Why the Fed might not be able to put a stop to gold's run

Gold has enjoyed a great start to 2016, but now finds itself in retreat, with the yellow metal hitting the lowest level since April in intraday trading Monday. But while the greater perceived potential for a Federal Reserve rate hike this summer appears to be sending the commodity lower, some say such speculation is not a good reason to sell gold.

"If you look at gold on a very long-term basis, there is literally very little correlation between interest rates and gold," Boris Schlossberg said Monday on CNBC's "Power Lunch." "Basically, gold rose when interest rates rose in the '70s, gold rose when interest rates declined in the '90s," so the likely effect of Fed rate rises isn't straightforward.

Schlossberg, managing director of FX strategy at BK Asset Management, says the biggest threat to gold is actually a strong stock market. Gold and equities tend to have an inverse correlation with one another, which means a rate rise could be great for gold.

"The Fed rate hike may actually trigger a sell-off in equities, that will probably be very positive for gold," Schlossberg said Monday. "And as long as gold holds the $1,200 level, I still think it's a pretty good long."

Read MoreGold touches 3-1/2 week low on Fed rate expectations

But other experts, such as Oppenheimer technical analyst Ari Wald, are looking at another classic correlation to call gold's next move. While the metal's correlation to rates might be low, it has a notable opposing relationship with the dollar, and higher rates are expected to send the greenback higher as holding dollars will become more attractive as compared to holding other currencies. Indeed, gold's recent slide can probably be pinned rather squarely on the dollar rise.

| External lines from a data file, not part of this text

//! Token issuance configuration.

use serde::{Deserialize, Serialize};

/// Smallest bcrypt cost accepted by the hasher.
pub const MIN_HASH_COST: u32 = 4;
/// Largest bcrypt cost accepted by the hasher.
pub const MAX_HASH_COST: u32 = 31;
/// Longest accepted access credential TTL: one day.
pub const MAX_ACCESS_TTL_MINUTES: u64 = 24 * 60;
/// Longest accepted refresh secret TTL: one year.
pub const MAX_REFRESH_TTL_HOURS: u64 = 365 * 24;

/// Signing key, TTLs, and refresh policy.
#[derive(Clone, Serialize, Deserialize)]
pub struct AuthConfig {
    /// Symmetric key used to sign access credentials (HMAC-SHA512).
    ///
    /// Has no default; an empty key is rejected at startup.
    #[serde(default)]
    pub signing_key: String,
    /// Access credential TTL in minutes.
    #[serde(default = "default_access_ttl")]
    pub access_ttl_minutes: u64,
    /// Refresh secret TTL in hours.
    #[serde(default = "default_refresh_ttl")]
    pub refresh_ttl_hours: u64,
    /// bcrypt work factor for refresh secret digests.
    #[serde(default = "default_hash_cost")]
    pub hash_cost: u32,
    /// Reject a refresh secret after its first successful redemption.
    #[serde(default)]
    pub single_use_refresh: bool,
    /// Create a placeholder identity when tokens are requested for an unknown one.
    #[serde(default = "default_true")]
    pub auto_provision_identities: bool,
    /// Mail domain used for placeholder contact addresses.
    #[serde(default = "default_contact_domain")]
    pub placeholder_contact_domain: String,
}

impl std::fmt::Debug for AuthConfig {
    fn fmt(&self, f: &mut std::fmt::Formatter<'_>) -> std::fmt::Result {
        f.debug_struct("AuthConfig")
            .field("signing_key", &"<redacted>")
            .field("access_ttl_minutes", &self.access_ttl_minutes)
            .field("refresh_ttl_hours", &self.refresh_ttl_hours)
            .field("hash_cost", &self.hash_cost)
            .field("single_use_refresh", &self.single_use_refresh)
            .field("auto_provision_identities", &self.auto_provision_identities)
            .field("placeholder_contact_domain", &self.placeholder_contact_domain)
            .finish()
    }
}

impl Default for AuthConfig {
    fn default() -> Self {
        Self {
            signing_key: String::new(),
            access_ttl_minutes: default_access_ttl(),
            refresh_ttl_hours: default_refresh_ttl(),
            hash_cost: default_hash_cost(),
            single_use_refresh: false,
            auto_provision_identities: default_true(),
            placeholder_contact_domain: default_contact_domain(),
        }
    }
}

fn default_access_ttl() -> u64 {
    15
}

fn default_refresh_ttl() -> u64 {
    7 * 24
}

fn default_hash_cost() -> u32 {
    10
}

fn default_true() -> bool {
    true
}

fn default_contact_domain() -> String {
    "mail.com".to_string()
}
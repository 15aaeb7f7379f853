//! # authpair-api
//!
//! HTTP API layer for AuthPair built on Axum.
//!
//! Exposes token issuance and refresh endpoints, liveness and health
//! checks, client address extraction, request logging, and the mapping
//! from `AppError` to HTTP responses.

pub mod app;
pub mod dto;
pub mod error;
pub mod extractors;
pub mod handlers;
pub mod middleware;
pub mod router;
pub mod state;

pub use app::run_server;
pub use router::build_router;
pub use state::AppState;
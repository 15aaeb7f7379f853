//! Token handlers — issue and refresh.

use axum::Json;
use axum::extract::State;
use tracing::info;

use authpair_core::result::AppResult;
use authpair_core::types::Identity;

use crate::dto::request::{IssueRequest, RefreshRequest};
use crate::dto::response::TokenResponse;
use crate::error::ApiError;
use crate::extractors::{ClientAddr, ValidatedJson};
use crate::state::AppState;

/// POST /auth/tokens
pub async fn issue_tokens(
    State(state): State<AppState>,
    client: ClientAddr,
    ValidatedJson(req): ValidatedJson<IssueRequest>,
) -> Result<Json<TokenResponse>, ApiError> {
    info!(user_id = %req.user_id, client_ip = %client.as_str(), "Token issuance requested");

    if state.config.auth.auto_provision_identities {
        ensure_identity(&state, &req.user_id).await?;
    }

    let tokens = state.lifecycle.issue(&req.user_id, client.as_str()).await?;

    Ok(Json(tokens.into()))
}

/// POST /auth/refresh
pub async fn refresh_tokens(
    State(state): State<AppState>,
    client: ClientAddr,
    ValidatedJson(req): ValidatedJson<RefreshRequest>,
) -> Result<Json<TokenResponse>, ApiError> {
    info!(client_ip = %client.as_str(), "Token refresh requested");

    let tokens = state
        .lifecycle
        .refresh(&req.refresh_token, client.as_str())
        .await?;

    Ok(Json(tokens.into()))
}

/// Registers an unknown identity with a placeholder contact so that
/// address-change alerts have somewhere to go.
async fn ensure_identity(state: &AppState, user_id: &str) -> AppResult<()> {
    let store = state.lifecycle.store();

    if store.find_identity_contact(user_id).await?.is_some() {
        return Ok(());
    }

    let contact =
        Identity::placeholder_contact(user_id, &state.config.auth.placeholder_contact_domain);
    store.register_identity(user_id, &contact).await?;

    info!(user_id = %user_id, contact = %contact, "Identity provisioned");
    Ok(())
}
//! Route definitions for the AuthPair HTTP API.

use axum::{Router, middleware as axum_middleware, routing::get, routing::post};
use tower_http::trace::TraceLayer;

use crate::handlers;
use crate::middleware;
use crate::state::AppState;

/// Build the complete Axum router with all routes and middleware.
pub fn build_router(state: AppState) -> Router {
    Router::new()
        .merge(token_routes())
        .merge(health_routes())
        .layer(TraceLayer::new_for_http())
        .layer(axum_middleware::from_fn(middleware::logging::request_logging))
        .with_state(state)
}

/// Token endpoints: issue, refresh
fn token_routes() -> Router<AppState> {
    Router::new()
        .route("/auth/tokens", post(handlers::auth::issue_tokens))
        .route("/auth/refresh", post(handlers::auth::refresh_tokens))
}

/// Liveness and health
fn health_routes() -> Router<AppState> {
    Router::new()
        .route("/", get(handlers::health::liveness))
        .route("/health", get(handlers::health::health))
}
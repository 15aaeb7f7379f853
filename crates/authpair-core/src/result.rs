//! Convenience result type alias for AuthPair.

use crate::error::AppError;

/// A specialized `Result` type for AuthPair operations.
pub type AppResult<T> = Result<T, AppError>;
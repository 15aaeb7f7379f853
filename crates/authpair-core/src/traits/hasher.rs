//! One-way hashing of refresh secrets.

use crate::result::AppResult;

/// Adaptive one-way hash for opaque refresh secrets.
///
/// Digests are salted, so hashing the same secret twice yields different
/// strings that both verify.
pub trait SecretHasher: Send + Sync + std::fmt::Debug + 'static {
    /// Largest secret, in bytes, the algorithm accepts.
    fn max_secret_len(&self) -> usize;

    /// Produce a verification digest. Fails with `HashingFailure` when the
    /// secret exceeds [`max_secret_len`](Self::max_secret_len).
    fn hash(&self, secret: &str) -> AppResult<String>;

    /// `true` iff `digest` was produced from `secret`.
    ///
    /// A malformed digest verifies as `false`, indistinguishable from a
    /// wrong secret.
    fn verify(&self, secret: &str, digest: &str) -> bool;
}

Still, Wald still likes gold from a longer-term perspective, given that the metal recently "broke a multiyear downtrend."

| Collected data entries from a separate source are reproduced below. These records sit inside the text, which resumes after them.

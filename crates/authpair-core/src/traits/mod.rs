//! Capability traits defined in `authpair-core` and implemented by other crates.

pub mod hasher;
pub mod notifier;
pub mod store;

pub use hasher::SecretHasher;
pub use notifier::Notifier;
pub use store::TokenStore;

"Of course, a characteristic of a base is range bound trading," he added. "I think the important levels to watch here are $1,200 on the downside, $1,300 on the upside."

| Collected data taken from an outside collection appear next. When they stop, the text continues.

//! Token lifecycle engine — issue and refresh flows.

use std::sync::Arc;

use chrono::{DateTime, Utc};
use tracing::{error, info, warn};
use uuid::Uuid;

use authpair_core::error::{AppError, ErrorKind};
use authpair_core::result::AppResult;
use authpair_core::traits::{Notifier, SecretHasher, TokenStore};
use authpair_core::types::{RefreshRecord, TokenPair, lookup_key};

use crate::jwt::{AccessClaims, AccessTokenSigner};
use crate::secret::generate_refresh_secret;

use super::config::LifecycleConfig;

/// Message attached to every refresh rejection, whatever the cause.
pub const UNAUTHORIZED_MESSAGE: &str = "Invalid or expired refresh token";

/// Issues token pairs and rotates them on refresh.
///
/// Stateless apart from its immutable collaborators; every call is
/// independent and may run concurrently with others.
#[derive(Clone)]
pub struct TokenLifecycle {
    /// Access credential signer.
    signer: Arc<AccessTokenSigner>,
    /// Refresh secret hasher.
    hasher: Arc<dyn SecretHasher>,
    /// Refresh record persistence.
    store: Arc<dyn TokenStore>,
    /// Address-change alert delivery.
    notifier: Arc<dyn Notifier>,
    /// TTLs and refresh policy.
    config: LifecycleConfig,
}

impl std::fmt::Debug for TokenLifecycle {
    fn fmt(&self, f: &mut std::fmt::Formatter<'_>) -> std::fmt::Result {
        f.debug_struct("TokenLifecycle")
            .field("store", &self.store)
            .field("config", &self.config)
            .finish()
    }
}

impl TokenLifecycle {
    /// Creates a new engine with all required collaborators.
    pub fn new(
        signer: Arc<AccessTokenSigner>,
        hasher: Arc<dyn SecretHasher>,
        store: Arc<dyn TokenStore>,
        notifier: Arc<dyn Notifier>,
        config: LifecycleConfig,
    ) -> Self {
        Self {
            signer,
            hasher,
            store,
            notifier,
            config,
        }
    }

    /// Returns the store backing this engine.
    pub fn store(&self) -> &Arc<dyn TokenStore> {
        &self.store
    }

    /// Issues a fresh token pair for `identity` bound to `address`.
    ///
    /// 1. Generate a refresh secret
    /// 2. Sign the access credential
    /// 3. Hash the secret
    /// 4. Persist the refresh record
    ///
    /// The refresh secret in the returned pair is never retrievable again.
    pub async fn issue(&self, identity: &str, address: &str) -> AppResult<TokenPair> {
        self.issue_at(identity, address, Utc::now()).await
    }

    /// Exchanges a refresh secret for a new token pair.
    ///
    /// 1. Reject an empty secret
    /// 2. Locate the record whose digest verifies
    /// 3. Reject expired records
    /// 4. Mint the replacement pair
    /// 5. Persist it; in single-use mode the old record is claimed in the
    ///    same store write
    /// 6. Alert the identity's contact if the address changed
    pub async fn refresh(&self, presented_secret: &str, address: &str) -> AppResult<TokenPair> {
        self.refresh_at(presented_secret, address, Utc::now()).await
    }

    pub(crate) async fn issue_at(
        &self,
        identity: &str,
        address: &str,
        now: DateTime<Utc>,
    ) -> AppResult<TokenPair> {
        let (record, tokens) = self.mint(identity, address, now).await?;

        // Persist before anything is returned
        self.store.save(&record).await.map_err(|e| {
            error!(
                identity = %identity,
                record_id = %record.id,
                error = %e,
                "Failed to persist refresh record"
            );
            into_kind(e, ErrorKind::PersistenceFailure)
        })?;

        info!(
            identity = %identity,
            record_id = %record.id,
            address = %address,
            "Token pair issued"
        );

        Ok(tokens)
    }

    pub(crate) async fn refresh_at(
        &self,
        presented_secret: &str,
        address: &str,
        now: DateTime<Utc>,
    ) -> AppResult<TokenPair> {
        // Step 1: Input
        if presented_secret.is_empty() {
            return Err(AppError::invalid_request("refresh_token must not be empty"));
        }

        // Step 2: Lookup. Unknown and mismatched secrets are indistinguishable.
        let record = self
            .store
            .find_by_secret(presented_secret)
            .await
            .map_err(|e| {
                error!(error = %e, "Refresh record lookup failed");
                into_kind(e, ErrorKind::PersistenceFailure)
            })?
            .ok_or_else(|| {
                warn!("Refresh secret did not match any record");
                rejected()
            })?;

        // Step 3: Expiry
        if record.is_expired_at(now) {
            warn!(
                identity = %record.identity,
                record_id = %record.id,
                expired_at = %record.expires_at,
                "Refresh secret expired"
            );
            return Err(rejected());
        }
        if self.config.single_use_refresh && record.is_consumed() {
            warn!(
                identity = %record.identity,
                record_id = %record.id,
                "Refresh secret already redeemed"
            );
            return Err(rejected());
        }

        // Step 4: Replacement
        let (replacement, tokens) = self.mint(&record.identity, address, now).await?;

        // Step 5: Persist. A failed write leaves the old record redeemable.
        if self.config.single_use_refresh {
            let rotated = self
                .store
                .rotate(record.id, now, &replacement)
                .await
                .map_err(|e| {
                    error!(
                        record_id = %record.id,
                        replacement_id = %replacement.id,
                        error = %e,
                        "Failed to rotate refresh record"
                    );
                    into_kind(e, ErrorKind::PersistenceFailure)
                })?;

            if !rotated {
                warn!(
                    identity = %record.identity,
                    record_id = %record.id,
                    "Refresh secret already redeemed"
                );
                return Err(rejected());
            }
        } else {
            self.store.save(&replacement).await.map_err(|e| {
                error!(
                    identity = %record.identity,
                    record_id = %replacement.id,
                    error = %e,
                    "Failed to persist refresh record"
                );
                into_kind(e, ErrorKind::PersistenceFailure)
            })?;
        }

        // Step 6: Address binding is a soft signal
        if !record.is_bound_to(address) {
            warn!(
                identity = %record.identity,
                record_id = %record.id,
                bound_address = %record.bound_address,
                address = %address,
                "Refresh from a new address"
            );
            self.spawn_address_alert(&record.identity);
        }

        info!(
            identity = %record.identity,
            superseded = %record.id,
            record_id = %replacement.id,
            "Tokens refreshed"
        );

        Ok(tokens)
    }

    /// Builds a new pair and the record that will back it. Nothing is
    /// persisted here.
    async fn mint(
        &self,
        identity: &str,
        address: &str,
        now: DateTime<Utc>,
    ) -> AppResult<(RefreshRecord, TokenPair)> {
        let access_expires_at = now.checked_add_signed(self.config.access_ttl);
        let refresh_expires_at = now.checked_add_signed(self.config.refresh_ttl);
        let (Some(access_expires_at), Some(expires_at)) = (access_expires_at, refresh_expires_at)
        else {
            error!(identity = %identity, "Token expiry is out of range");
            return Err(AppError::configuration("Token TTL is out of range"));
        };

        let refresh_secret = generate_refresh_secret(self.hasher.max_secret_len());

        let claims = AccessClaims::new(identity, address, now, access_expires_at);
        let access_token = self.signer.sign(&claims).map_err(|e| {
            error!(identity = %identity, error = %e, "Failed to sign access token");
            into_kind(e, ErrorKind::SigningFailure)
        })?;

        let secret_hash = self.hash_secret(&refresh_secret).await.map_err(|e| {
            error!(identity = %identity, error = %e, "Failed to hash refresh secret");
            into_kind(e, ErrorKind::HashingFailure)
        })?;

        let record = RefreshRecord {
            id: Uuid::new_v4(),
            identity: identity.to_string(),
            secret_hash,
            lookup_key: lookup_key(&refresh_secret),
            bound_address: address.to_string(),
            issued_at: now,
            expires_at,
            consumed_at: None,
        };

        Ok((
            record,
            TokenPair {
                access_token,
                refresh_token: refresh_secret,
            },
        ))
    }

    /// Hashes on the blocking pool; bcrypt is deliberately slow.
    async fn hash_secret(&self, secret: &str) -> AppResult<String> {
        let hasher = Arc::clone(&self.hasher);
        let secret = secret.to_string();
        tokio::task::spawn_blocking(move || hasher.hash(&secret))
            .await
            .map_err(|e| {
                AppError::with_source(ErrorKind::HashingFailure, "Hashing task failed", e)
            })?
    }

    /// Looks up the identity's contact and sends the alert in the
    /// background. Failures are logged and never reach the caller.
    fn spawn_address_alert(&self, identity: &str) {
        let store = Arc::clone(&self.store);
        let notifier = Arc::clone(&self.notifier);
        let identity = identity.to_string();
        let subject = self.config.alert_subject.clone();
        let body = self.config.alert_body.clone();

        tokio::spawn(async move {
            let contact = match store.find_identity_contact(&identity).await {
                Ok(Some(contact)) => contact,
                Ok(None) => {
                    warn!(identity = %identity, "No contact on file, alert skipped");
                    return;
                }
                Err(e) => {
                    error!(identity = %identity, error = %e, "Failed to look up alert contact");
                    return;
                }
            };

            match notifier.notify(&contact, &subject, &body).await {
                Ok(()) => info!(identity = %identity, contact = %contact, "Address alert sent"),
                Err(e) => error!(
                    identity = %identity,
                    contact = %contact,
                    error = %e,
                    "Failed to send address alert"
                ),
            }
        });
    }
}

/// The single error every refresh rejection collapses to.
fn rejected() -> AppError {
    AppError::unauthorized(UNAUTHORIZED_MESSAGE)
}

/// Re-tags a collaborator error with the kind the engine reports for
/// that step, keeping the original as the source.
fn into_kind(err: AppError, kind: ErrorKind) -> AppError {
    if err.kind == kind {
        return err;
    }
    let message = err.message.clone();
    AppError::with_source(kind, message, err)
}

With the dollar on the rise, gold's short-term outlook could see it on a downtrend. However, Wald believes that investors just need to wait out gold's near term for a stable run in the long term.

"Longer term, there are signs of trend improvement, I think this year's strength in the first quarter was very notable," he said. "We broke a multiyear downtrend in gold, we think the long-term trend is now basing."

On Monday, gold sat at its lowest level since April when a huge rally brought the metal back to highs unseen since last year.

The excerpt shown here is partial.